Fin du XVIIIe siècle
Rekonstruktion der Fassade
Rekonstruktion der Fassade Fin du XVIIIe siècle (≈ 1895)
Fassade und Balkon renoviert im Barockstil.
7 mars 1964
Anmeldung für Historische Denkmäler
Anmeldung für Historische Denkmäler 7 mars 1964 (≈ 1964)
Schutz des Tores und des Balkons.
Aujourd'hui
Aujourd'hui
Aujourd'hui Aujourd'hui (≈ 2025)
Position de référence.
Kulturgüter
Straßentor und Schmiedeeisenbalkon, der es überwindet (cad. L 156): Inschrift durch Dekret vom 7. März 1964
Kennzahlen
Information non disponible - Keine Angabe
Der Quelltext erwähnt keine Namen.
Ursprung und Geschichte
Das Gebäude von 13 rue des Lombards in Nîmes ist ein Gebäude, das ursprünglich mindestens aus dem siebzehnten Jahrhundert stammt, obwohl seine gegenwärtige Fassade am Ende des achtzehnten Jahrhunderts umgebaut oder wesentlich neu gestaltet wurde. Dieses Denkmal illustriert die architektonische Entwicklung der Stadt, vermischt alte Elemente mit typischen Dekorationen des Aufklärungs-Jahrhunderts, wie durch die Fenster um die Eingangstür und schmiedeeiserne Ornamente des Balkons bewiesen.

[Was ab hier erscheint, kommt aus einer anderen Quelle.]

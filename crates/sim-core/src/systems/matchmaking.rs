//! Matchmaking System
//!
//! Pairs the population each round: a shuffled greedy pass where every
//! agent picks its own partner, then a best-effort sweep that pairs
//! whoever is left.

use bevy_ecs::prelude::*;
use rand::seq::SliceRandom;
use rand::Rng;
use std::collections::HashSet;

use crate::components::agent::{AgentId, AgentProfile};
use crate::components::social::RelationshipLedger;
use crate::SimRng;

use super::decision::select_partner;

/// Resource storing the pairs selected for the current round
#[derive(Resource, Debug, Default)]
pub struct PendingMatches {
    pub pairs: Vec<(String, String)>,
}

impl PendingMatches {
    pub fn new() -> Self {
        Self::default()
    }
}

/// System to build this round's matches
pub fn create_matches(
    mut rng: ResMut<SimRng>,
    mut pending: ResMut<PendingMatches>,
    relationships: Res<RelationshipLedger>,
    query: Query<(&AgentId, &AgentProfile)>,
) {
    let agents: Vec<(String, AgentProfile)> = query
        .iter()
        .map(|(id, profile)| (id.0.clone(), profile.clone()))
        .collect();

    pending.pairs = pair_population(&agents, &relationships, &mut rng.0);
}

/// Pair the population for one round.
///
/// First pass: in shuffled order, each not-yet-used agent runs its own
/// partner selection over the remaining unused pool. Second pass: agents
/// nobody picked are paired off two at a time in shuffle order; a final
/// odd agent sits the round out.
pub fn pair_population<R: Rng>(
    agents: &[(String, AgentProfile)],
    relationships: &RelationshipLedger,
    rng: &mut R,
) -> Vec<(String, String)> {
    let mut order: Vec<usize> = (0..agents.len()).collect();
    order.shuffle(rng);

    let mut pairs = Vec::new();
    let mut used: HashSet<&str> = HashSet::new();

    // Autonomous selection pass
    for &i in &order {
        let (ref name, ref profile) = agents[i];
        if used.contains(name.as_str()) {
            continue;
        }

        let candidates: Vec<&AgentProfile> = order
            .iter()
            .map(|&j| &agents[j])
            .filter(|(other, _)| !used.contains(other.as_str()) && other != name)
            .map(|(_, other_profile)| other_profile)
            .collect();

        if let Some(partner) = select_partner(profile, relationships, &candidates, rng) {
            used.insert(name.as_str());
            // The partner profile came out of `agents`, so the name is live
            let partner_name = agents
                .iter()
                .find(|(other, _)| *other == partner.name)
                .map(|(other, _)| other.as_str());
            if let Some(partner_name) = partner_name {
                used.insert(partner_name);
                pairs.push((name.clone(), partner_name.to_string()));
            }
        }
    }

    // Best-effort pass for the leftovers, in shuffle order
    let mut remaining: Vec<&str> = order
        .iter()
        .map(|&i| agents[i].0.as_str())
        .filter(|name| !used.contains(name))
        .collect();
    while remaining.len() >= 2 {
        let first = remaining.remove(0);
        let second = remaining.remove(0);
        pairs.push((first.to_string(), second.to_string()));
    }

    pairs
}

Die Eingangstür, mit einem gebogenen Lintel, hat einen geschnitzten Schlüssel, der einen Frauenkopf in einer Rollkartusche darstellt, während die Vantale, mit großen Paneelen, von einem gewellten oberen Rahmen mit Laub verziert werden. Der Balkon, bestehend aus drei Paneelen, verfügt über ein ausgeklügeltes Dekor: Das zentrale Paneel verfügt über Flöten und ein ovales Medaillon mit einem Monogramm und zwei miteinander verflochtenen Ankern, während die Seitenpaneele mit eckigen Blütenflastern und abgerundeten Flöten verziert sind. Diese Elemente, geschützt durch einen Registrierungsauftrag im Jahr 1964, reflektieren die Handwerkskunst der Zeit.

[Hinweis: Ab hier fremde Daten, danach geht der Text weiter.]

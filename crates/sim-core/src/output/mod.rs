//! Output
//!
//! Read-only summaries and the final run report.

pub mod summary;

pub use summary::{
    agent_summaries, build_stats, relationship_summaries, write_report, RunReport,
};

Auf der Rückseite der Fassade versteckt das Gebäude zwei Innenhöfe, typisch für private Hotels oder bürgerliche Häuser in der Region. Die Haupthand des Balkons, frei von Kugeln unter den Winkeln, und die kleinen Metall Medaillons in den Ecken des Doppelrahmens platziert, von einem Griechen betont, komplett, um dieses Denkmal als repräsentatives Beispiel der Nîmes Zivilarchitektur des späten achtzehnten Jahrhunderts zu charakterisieren. Sein Erhaltungszustand und seine Lage machen es zu einem wertvollen Zeugnis für das städtische Erbe von Occitanie.